Les réseaux sociaux et l’IA

L’IA est partout, mais elle est particulièrement présente sur les réseaux sociaux. Sans elle, ces plateformes seraient simplement des lieux de partage de contenu sans hiérarchie ni suggestions pertinentes. Les algorithmes permettent d’offrir une expérience personnalisée à chaque utilisateur en suggérant du contenu en fonction de ses préférences et de ses interactions.

Cependant, cela soulève une question essentielle : est-ce que ces algorithmes servent réellement l’intérêt des utilisateurs ? Ils sont conçus pour maximiser le temps passé sur la plateforme, ce qui correspond au modèle économique de l’économie de l’attention.

L’économie de l’attention et ses dérives

L’objectif de l’économie de l’attention est de retenir l’attention des utilisateurs le plus longtemps possible. Pour y parvenir, les algorithmes suggèrent du contenu susceptible de plaire à l’utilisateur, quitte à renforcer ses biais de confirmation. Si vous pensez que la Terre est plate, par exemple, l’algorithme vous suggérera du contenu qui soutient cette idée, sans remettre en question le postulat de départ.

Il en résulte un enfermement dans une « bulle de filtres », où l’utilisateur est principalement exposé à des points de vue qui confirment ses idées préconçues. Cela peut conduire à la propagation de théories du complot et de discours haineux, mettant en péril notre libre arbitre et notre démocratie.

Peut-on réguler l’IA ?

Face à ces dérives, certains appellent à une régulation de l’IA. Il y a quelques années, Mark Zuckerberg lui-même a demandé aux dirigeants européens de réguler les plateformes de réseaux sociaux. Pour lui, la première entreprise à faire un pas vers une régulation pourrait perdre de l’argent à court terme, mais gagner en crédibilité et en consommateurs à long terme.

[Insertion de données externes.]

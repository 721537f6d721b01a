use std::path::PathBuf;

use thiserror::Error;

/// Reasons a loader could not produce a resource.
///
/// None of these are fatal to a [`ResourceCache`](crate::resource::ResourceCache), which turns
/// them into null handles and keeps its state unchanged.
#[derive(Debug, Error)]
pub enum LoadError {
    #[error("no resource file at {path:?}")]
    Missing { path: PathBuf },
    #[error("failed to decode {path:?}: {source}")]
    Decode {
        path: PathBuf,
        #[source]
        source: image::ImageError,
    },
    #[error("invalid loader options: {0}")]
    InvalidOptions(String),
    #[error("malformed glyph sheet {path:?}: {reason}")]
    GlyphSheet { path: PathBuf, reason: String },
    #[error("{0}")]
    Backend(String),
}

impl LoadError {
    pub fn from_image(path: PathBuf, e: image::ImageError) -> Self {
        match e {
            image::ImageError::IoError(io) if io.kind() == std::io::ErrorKind::NotFound => {
                Self::Missing { path }
            }
            source => Self::Decode { path, source },
        }
    }
}
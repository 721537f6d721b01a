//! Load-once resource caching.
//!
//! A [`ResourceCache`] asks its [`Loader`] for a resource the first time a logical name is
//! requested, keeps the result together with the filename and options it was loaded with, and
//! hands out [`Handle`]s instead of references. Handles are resolved through the cache every time
//! they are used, so a resource can be reloaded from its recorded parameters without invalidating
//! anything that holds on to its handle.
//!
//! Two loaders ship with the crate: [`texture::TextureLoader`] decodes images and
//! [`font::FontLoader`] rasterizes bitmap glyph sheets. [`Resources`] bundles a cache of each.
//!
//! Nothing here is thread-safe.

mod error;
pub mod font;
pub mod resource;
mod resources;
pub mod texture;
pub mod util;

#[cfg(test)]
mod testing;

pub use error::LoadError;
pub use resource::{Handle, Loader, ResourceCache, ResourceManager};
pub use resources::Resources;
#[derive(Debug, Copy, Clone, PartialEq, Eq, PartialOrd, Ord, Hash, Default)]
pub struct Extent2D {
    pub width: u32,
    pub height: u32,
}

impl Extent2D {
    pub fn new(width: u32, height: u32) -> Self {
        Self { width, height }
    }

    pub fn area(&self) -> usize {
        self.width as usize * self.height as usize
    }

    pub fn is_empty(&self) -> bool {
        self.width == 0 || self.height == 0
    }
}

impl From<(u32, u32)> for Extent2D {
    fn from((width, height): (u32, u32)) -> Self {
        Self { width, height }
    }
}

#[cfg(test)]
mod tests {
    use super::*;

    #[test]
    fn from_dimensions() {
        let e: Extent2D = (4, 3).into();
        assert_eq!(e, Extent2D::new(4, 3));
        assert_eq!(e.area(), 12);
        assert!(!e.is_empty());
        assert!(Extent2D::new(0, 3).is_empty());
    }
}
use std::path::{Path, PathBuf};
use std::rc::Rc;

use image::GenericImageView as _;

use crate::error::LoadError;
use crate::resource::loader::resource_path;
use crate::resource::{DiagnosticSink, Loader, LogSink, DEFAULT_RESOURCE_DIR};
use crate::util::{Extent2D, PixelFormat};

pub const TEXTURE_DIR: &str = "textures";

/// Decoded pixels, ready to be uploaded by a renderer.
#[derive(Debug, Clone, PartialEq, Eq)]
pub struct Texture {
    extent: Extent2D,
    format: PixelFormat,
    pixels: Vec<u8>,
}

impl Texture {
    /// `None` if `pixels` does not hold exactly `extent` pixels of `format`.
    pub fn from_raw(extent: Extent2D, format: PixelFormat, pixels: Vec<u8>) -> Option<Self> {
        if pixels.len() != extent.area() * format.bytes_per_pixel() {
            return None;
        }

        Some(Self {
            extent,
            format,
            pixels,
        })
    }

    /// Keeps 8-bit layouts a renderer can take as-is, converts everything else to RGBA8.
    pub fn from_image(image: image::DynamicImage) -> Self {
        let extent = Extent2D::from(image.dimensions());
        let (format, pixels) = match PixelFormat::from_color_type(image.color()) {
            Some(format) => (format, image.into_bytes()),
            None => {
                log::debug!(
                    "Converting {:?} image to {:?}",
                    image.color(),
                    PixelFormat::Rgba8
                );
                (PixelFormat::Rgba8, image.into_rgba8().into_raw())
            }
        };

        Self {
            extent,
            format,
            pixels,
        }
    }

    pub fn extent(&self) -> Extent2D {
        self.extent
    }

    pub fn width(&self) -> u32 {
        self.extent.width
    }

    pub fn height(&self) -> u32 {
        self.extent.height
    }

    pub fn format(&self) -> PixelFormat {
        self.format
    }

    pub fn pixels(&self) -> &[u8] {
        &self.pixels
    }

    /// Bytes per row, rows are tightly packed.
    pub fn row_pitch(&self) -> usize {
        self.extent.width as usize * self.format.bytes_per_pixel()
    }

    pub fn pixel(&self, x: u32, y: u32) -> Option<&[u8]> {
        if x >= self.extent.width || y >= self.extent.height {
            return None;
        }

        let bpp = self.format.bytes_per_pixel();
        let start = y as usize * self.row_pitch() + x as usize * bpp;
        Some(&self.pixels[start..start + bpp])
    }
}

pub fn load_image(path: &Path) -> Result<image::DynamicImage, LoadError> {
    log::trace!("Trying to load image from {}", path.display());
    let image = image::open(path).map_err(|e| LoadError::from_image(path.to_owned(), e))?;

    log::trace!(
        "Loaded {:?} image with dimensions: {:?}",
        image.color(),
        image.dimensions()
    );

    Ok(image)
}

/// Textures take no options beyond the filename.
#[derive(Debug, Default, Clone, Copy, PartialEq, Eq, Hash)]
pub struct TextureOptions;

/// Loads textures from `<root>/textures/`.
pub struct TextureLoader {
    root: PathBuf,
    sink: Rc<dyn DiagnosticSink>,
}

impl TextureLoader {
    pub fn new() -> Self {
        Self {
            root: PathBuf::from(DEFAULT_RESOURCE_DIR),
            sink: Rc::new(LogSink),
        }
    }

    pub fn with_root<P: Into<PathBuf>>(mut self, root: P) -> Self {
        self.root = root.into();
        self
    }

    pub fn with_sink(mut self, sink: Rc<dyn DiagnosticSink>) -> Self {
        self.sink = sink;
        self
    }

    pub fn root(&self) -> &Path {
        &self.root
    }
}

impl Default for TextureLoader {
    fn default() -> Self {
        Self::new()
    }
}

impl Loader for TextureLoader {
    type Resource = Texture;
    type Options = TextureOptions;

    fn load(&self, filename: &str, _options: &TextureOptions) -> Result<Texture, LoadError> {
        let path = resource_path(&self.root, TEXTURE_DIR, filename);
        self.sink.loading(&path);

        match load_image(&path) {
            Ok(image) => {
                let texture = Texture::from_image(image);
                self.sink.loaded(&path);
                Ok(texture)
            }
            Err(e) => {
                self.sink.failed(&path, &e);
                Err(e)
            }
        }
    }
}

Il existe déjà des régulations concernant la collecte, le stockage et le traitement des données à caractère personnel. L’Europe travaille également sur d’autres textes pour réguler les algorithmes de recommandation. Cependant, il n’est pas possible de réguler l’algorithme lui-même, car sa logique est construite de manière implicite.

Conclusion

En somme, l’IA n’est pas en soi un danger pour l’homme. Ce sont plutôt les usages qui en sont faits qui peuvent poser problème. Le défi est donc de parvenir à une régulation qui permette de tirer le meilleur parti de cette technologie, tout en limitant ses dérives. Une tâche complexe, mais essentielle pour garantir un avenir dans lequel l’IA est au service de l’humanité, et non l’inverse.

En tant que consommateurs, nous avons également un rôle à jouer en exigeant une plus grande transparence et en faisant preuve d’esprit critique vis-à-vis du contenu qui nous est suggéré. Après tout, chaque clic est un vote, et c’est à nous de décider quelle IA nous voulons pour demain.